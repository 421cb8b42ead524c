use async_trait::async_trait;
use chrono::{Duration, NaiveDate, Utc};
use log::{info, warn};
use mailparse::{MailHeaderMap, ParsedMail};

use super::{extract_download_links, DisclosureInbox};
use crate::errors::SourceError;

const IMAP_PORT: u16 = 993;
const MAILBOX: &str = "INBOX";

/// Only the most recent matches are read.
const MAX_MESSAGES: usize = 10;

/// Subject and decoded body of a disclosure email.
#[derive(Debug, Clone, PartialEq, Eq)]
pub struct InboxMessage {
    pub subject: String,
    pub body: String,
}

/// IMAP-over-TLS inbox, e.g. Gmail with an app password.
#[derive(Clone)]
pub struct ImapInbox {
    server: String,
    username: String,
    password: String,
    days_back: u32,
}

impl ImapInbox {
    pub fn new(
        server: impl Into<String>,
        username: impl Into<String>,
        password: impl Into<String>,
        days_back: u32,
    ) -> Self {
        Self {
            server: server.into(),
            username: username.into(),
            password: password.into(),
            days_back,
        }
    }

    async fn search(&self, amc: &str, fund_keyword: &str) -> Result<Vec<InboxMessage>, SourceError> {
        let since = Utc::now().date_naive() - Duration::days(i64::from(self.days_back));
        let query = search_query(amc, since);
        info!("Inbox search: {}", query);

        let inbox = self.clone();
        let raw_messages = tokio::task::spawn_blocking(move || inbox.fetch_raw(&query))
            .await
            .map_err(|e| SourceError::Inbox(format!("search task failed: {e}")))??;

        let keyword = fund_keyword.trim().to_lowercase();
        let mut messages = Vec::new();
        for raw in raw_messages {
            let message = match parse_message(&raw) {
                Ok(message) => message,
                Err(e) => {
                    warn!("Skipping unreadable email: {}", e);
                    continue;
                }
            };
            if keyword.is_empty()
                || message.subject.to_lowercase().contains(&keyword)
                || message.body.to_lowercase().contains(&keyword)
            {
                messages.push(message);
            }
        }
        Ok(messages)
    }

    /// Raw RFC 822 messages matching `query`, newest first.
    fn fetch_raw(&self, query: &str) -> Result<Vec<Vec<u8>>, SourceError> {
        let tls = native_tls::TlsConnector::builder()
            .build()
            .map_err(|e| SourceError::Inbox(format!("TLS setup failed: {e}")))?;
        let client = imap::connect((self.server.as_str(), IMAP_PORT), &self.server, &tls)
            .map_err(|e| SourceError::Inbox(format!("connect to {} failed: {e}", self.server)))?;
        let mut session = client
            .login(&self.username, &self.password)
            .map_err(|(e, _)| SourceError::Inbox(format!("login failed: {e}")))?;

        let result = (|| {
            session.select(MAILBOX)?;
            let mut ids: Vec<u32> = session.search(query)?.into_iter().collect();
            ids.sort_unstable();
            info!("Inbox: {} matching emails", ids.len());

            let mut raw_messages = Vec::new();
            for id in ids.iter().rev().take(MAX_MESSAGES) {
                let fetches = session.fetch(id.to_string(), "RFC822")?;
                raw_messages.extend(fetches.iter().filter_map(|f| f.body().map(<[u8]>::to_vec)));
            }
            Ok::<_, imap::Error>(raw_messages)
        })();

        if let Err(e) = session.logout() {
            warn!("Inbox logout failed: {}", e);
        }
        result.map_err(|e| SourceError::Inbox(e.to_string()))
    }
}

#[async_trait]
impl DisclosureInbox for ImapInbox {
    async fn find_disclosure_link(
        &self,
        amc: &str,
        fund_keyword: &str,
    ) -> Result<Option<String>, SourceError> {
        let messages = self.search(amc, fund_keyword).await?;
        if messages.is_empty() {
            warn!("No portfolio emails found from {}", amc);
            return Ok(None);
        }

        for message in &messages {
            let subject: String = message.subject.chars().take(80).collect();
            info!("Checking email: {}", subject);
            let links = extract_download_links(&message.body, fund_keyword)?;
            if let Some(link) = links.into_iter().next() {
                info!("Inbox link: '{}' -> {}", link.text, link.url);
                return Ok(Some(link.url));
            }
        }
        warn!("No download links found in {} emails", amc);
        Ok(None)
    }
}

/// `(FROM "Tata" SUBJECT "portfolio" SINCE 06-Oct-2025)`
pub fn search_query(amc: &str, since: NaiveDate) -> String {
    format!(
        "(FROM \"{}\" SUBJECT \"portfolio\" SINCE {})",
        amc.replace('"', ""),
        since.format("%d-%b-%Y")
    )
}

/// Subject and body of a raw message. The first HTML part wins over plain
/// text.
pub fn parse_message(raw: &[u8]) -> Result<InboxMessage, SourceError> {
    let mail = mailparse::parse_mail(raw).map_err(|e| SourceError::Inbox(e.to_string()))?;
    let subject = mail.headers.get_first_value("Subject").unwrap_or_default();

    let body = find_part(&mail, "text/html")
        .or_else(|| find_part(&mail, "text/plain"))
        .unwrap_or_default();
    Ok(InboxMessage { subject, body })
}

fn find_part(mail: &ParsedMail<'_>, mimetype: &str) -> Option<String> {
    if mail.subparts.is_empty() {
        return (mail.ctype.mimetype == mimetype)
            .then(|| mail.get_body().ok())
            .flatten();
    }
    mail.subparts.iter().find_map(|part| find_part(part, mimetype))
}

#[cfg(test)]
mod tests {
    use super::*;

    #[test]
    fn test_search_query() {
        let since = NaiveDate::from_ymd_opt(2025, 10, 6).unwrap();
        assert_eq!(
            search_query("Parag Parikh", since),
            "(FROM \"Parag Parikh\" SUBJECT \"portfolio\" SINCE 06-Oct-2025)"
        );
    }

    #[test]
    fn test_parse_multipart_prefers_html() {
        let raw = concat!(
            "From: Bandhan MF <noreply@bandhanmutual.com>\r\n",
            "Subject: Monthly Portfolio Disclosure - ELSS\r\n",
            "MIME-Version: 1.0\r\n",
            "Content-Type: multipart/alternative; boundary=\"XYZ\"\r\n",
            "\r\n",
            "--XYZ\r\n",
            "Content-Type: text/plain; charset=utf-8\r\n",
            "\r\n",
            "Plain body\r\n",
            "--XYZ\r\n",
            "Content-Type: text/html; charset=utf-8\r\n",
            "\r\n",
            "<a href=\"https://delivery.camsonline.com/d/1\">ELSS Fund</a>\r\n",
            "--XYZ--\r\n",
        );

        let message = parse_message(raw.as_bytes()).unwrap();
        assert_eq!(message.subject, "Monthly Portfolio Disclosure - ELSS");
        assert!(message.body.contains("camsonline"));
    }

    #[test]
    fn test_parse_plain_message() {
        let raw = concat!(
            "Subject: Portfolio update\r\n",
            "Content-Type: text/plain; charset=utf-8\r\n",
            "\r\n",
            "See https://example.com/portfolio.xlsx\r\n",
        );

        let message = parse_message(raw.as_bytes()).unwrap();
        assert_eq!(message.subject, "Portfolio update");
        assert!(message.body.starts_with("See https://example.com/portfolio.xlsx"));
    }
}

★ ★ ★ ★

Your instructions: Could you copy every record above exactly as written?

Solution to the exercise:
repository 421cb8b42ead524c
use async_trait::async_trait;
use chrono::{Duration, NaiveDate, Utc};
use log::{info, warn};
use mailparse::{MailHeaderMap, ParsedMail};

use super::{extract_download_links, DisclosureInbox};
use crate::errors::SourceError;

const IMAP_PORT: u16 = 993;
const MAILBOX: &str = "INBOX";

/// Only the most recent matches are read.
const MAX_MESSAGES: usize = 10;

/// Subject and decoded body of a disclosure email.
#[derive(Debug, Clone, PartialEq, Eq)]
pub struct InboxMessage {
    pub subject: String,
    pub body: String,
}

/// IMAP-over-TLS inbox, e.g. Gmail with an app password.
#[derive(Clone)]
pub struct ImapInbox {
    server: String,
    username: String,
    password: String,
    days_back: u32,
}

impl ImapInbox {
    pub fn new(
        server: impl Into<String>,
        username: impl Into<String>,
        password: impl Into<String>,
        days_back: u32,
    ) -> Self {
        Self {
            server: server.into(),
            username: username.into(),
            password: password.into(),
            days_back,
        }
    }

    async fn search(&self, amc: &str, fund_keyword: &str) -> Result<Vec<InboxMessage>, SourceError> {
        let since = Utc::now().date_naive() - Duration::days(i64::from(self.days_back));
        let query = search_query(amc, since);
        info!("Inbox search: {}", query);

        let inbox = self.clone();
        let raw_messages = tokio::task::spawn_blocking(move || inbox.fetch_raw(&query))
            .await
            .map_err(|e| SourceError::Inbox(format!("search task failed: {e}")))??;

        let keyword = fund_keyword.trim().to_lowercase();
        let mut messages = Vec::new();
        for raw in raw_messages {
            let message = match parse_message(&raw) {
                Ok(message) => message,
                Err(e) => {
                    warn!("Skipping unreadable email: {}", e);
                    continue;
                }
            };
            if keyword.is_empty()
                || message.subject.to_lowercase().contains(&keyword)
                || message.body.to_lowercase().contains(&keyword)
            {
                messages.push(message);
            }
        }
        Ok(messages)
    }

    /// Raw RFC 822 messages matching `query`, newest first.
    fn fetch_raw(&self, query: &str) -> Result<Vec<Vec<u8>>, SourceError> {
        let tls = native_tls::TlsConnector::builder()
            .build()
            .map_err(|e| SourceError::Inbox(format!("TLS setup failed: {e}")))?;
        let client = imap::connect((self.server.as_str(), IMAP_PORT), &self.server, &tls)
            .map_err(|e| SourceError::Inbox(format!("connect to {} failed: {e}", self.server)))?;
        let mut session = client
            .login(&self.username, &self.password)
            .map_err(|(e, _)| SourceError::Inbox(format!("login failed: {e}")))?;

        let result = (|| {
            session.select(MAILBOX)?;
            let mut ids: Vec<u32> = session.search(query)?.into_iter().collect();
            ids.sort_unstable();
            info!("Inbox: {} matching emails", ids.len());

            let mut raw_messages = Vec::new();
            for id in ids.iter().rev().take(MAX_MESSAGES) {
                let fetches = session.fetch(id.to_string(), "RFC822")?;
                raw_messages.extend(fetches.iter().filter_map(|f| f.body().map(<[u8]>::to_vec)));
            }
            Ok::<_, imap::Error>(raw_messages)
        })();

        if let Err(e) = session.logout() {
            warn!("Inbox logout failed: {}", e);
        }
        result.map_err(|e| SourceError::Inbox(e.to_string()))
    }
}

#[async_trait]
impl DisclosureInbox for ImapInbox {
    async fn find_disclosure_link(
        &self,
        amc: &str,
        fund_keyword: &str,
    ) -> Result<Option<String>, SourceError> {
        let messages = self.search(amc, fund_keyword).await?;
        if messages.is_empty() {
            warn!("No portfolio emails found from {}", amc);
            return Ok(None);
        }

        for message in &messages {
            let subject: String = message.subject.chars().take(80).collect();
            info!("Checking email: {}", subject);
            let links = extract_download_links(&message.body, fund_keyword)?;
            if let Some(link) = links.into_iter().next() {
                info!("Inbox link: '{}' -> {}", link.text, link.url);
                return Ok(Some(link.url));
            }
        }
        warn!("No download links found in {} emails", amc);
        Ok(None)
    }
}

/// `(FROM "Tata" SUBJECT "portfolio" SINCE 06-Oct-2025)`
pub fn search_query(amc: &str, since: NaiveDate) -> String {
    format!(
        "(FROM \"{}\" SUBJECT \"portfolio\" SINCE {})",
        amc.replace('"', ""),
        since.format("%d-%b-%Y")
    )
}

/// Subject and body of a raw message. The first HTML part wins over plain
/// text.
pub fn parse_message(raw: &[u8]) -> Result<InboxMessage, SourceError> {
    let mail = mailparse::parse_mail(raw).map_err(|e| SourceError::Inbox(e.to_string()))?;
    let subject = mail.headers.get_first_value("Subject").unwrap_or_default();

    let body = find_part(&mail, "text/html")
        .or_else(|| find_part(&mail, "text/plain"))
        .unwrap_or_default();
    Ok(InboxMessage { subject, body })
}

fn find_part(mail: &ParsedMail<'_>, mimetype: &str) -> Option<String> {
    if mail.subparts.is_empty() {
        return (mail.ctype.mimetype == mimetype)
            .then(|| mail.get_body().ok())
            .flatten();
    }
    mail.subparts.iter().find_map(|part| find_part(part, mimetype))
}

#[cfg(test)]
mod tests {
    use super::*;

    #[test]
    fn test_search_query() {
        let since = NaiveDate::from_ymd_opt(2025, 10, 6).unwrap();
        assert_eq!(
            search_query("Parag Parikh", since),
            "(FROM \"Parag Parikh\" SUBJECT \"portfolio\" SINCE 06-Oct-2025)"
        );
    }

    #[test]
    fn test_parse_multipart_prefers_html() {
        let raw = concat!(
            "From: Bandhan MF <noreply@bandhanmutual.com>\r\n",
            "Subject: Monthly Portfolio Disclosure - ELSS\r\n",
            "MIME-Version: 1.0\r\n",
            "Content-Type: multipart/alternative; boundary=\"XYZ\"\r\n",
            "\r\n",
            "--XYZ\r\n",
            "Content-Type: text/plain; charset=utf-8\r\n",
            "\r\n",
            "Plain body\r\n",
            "--XYZ\r\n",
            "Content-Type: text/html; charset=utf-8\r\n",
            "\r\n",
            "<a href=\"https://delivery.camsonline.com/d/1\">ELSS Fund</a>\r\n",
            "--XYZ--\r\n",
        );

        let message = parse_message(raw.as_bytes()).unwrap();
        assert_eq!(message.subject, "Monthly Portfolio Disclosure - ELSS");
        assert!(message.body.contains("camsonline"));
    }

    #[test]
    fn test_parse_plain_message() {
        let raw = concat!(
            "Subject: Portfolio update\r\n",
            "Content-Type: text/plain; charset=utf-8\r\n",
            "\r\n",
            "See https://example.com/portfolio.xlsx\r\n",
        );

        let message = parse_message(raw.as_bytes()).unwrap();
        assert_eq!(message.subject, "Portfolio update");
        assert!(message.body.starts_with("See https://example.com/portfolio.xlsx"));
    }
}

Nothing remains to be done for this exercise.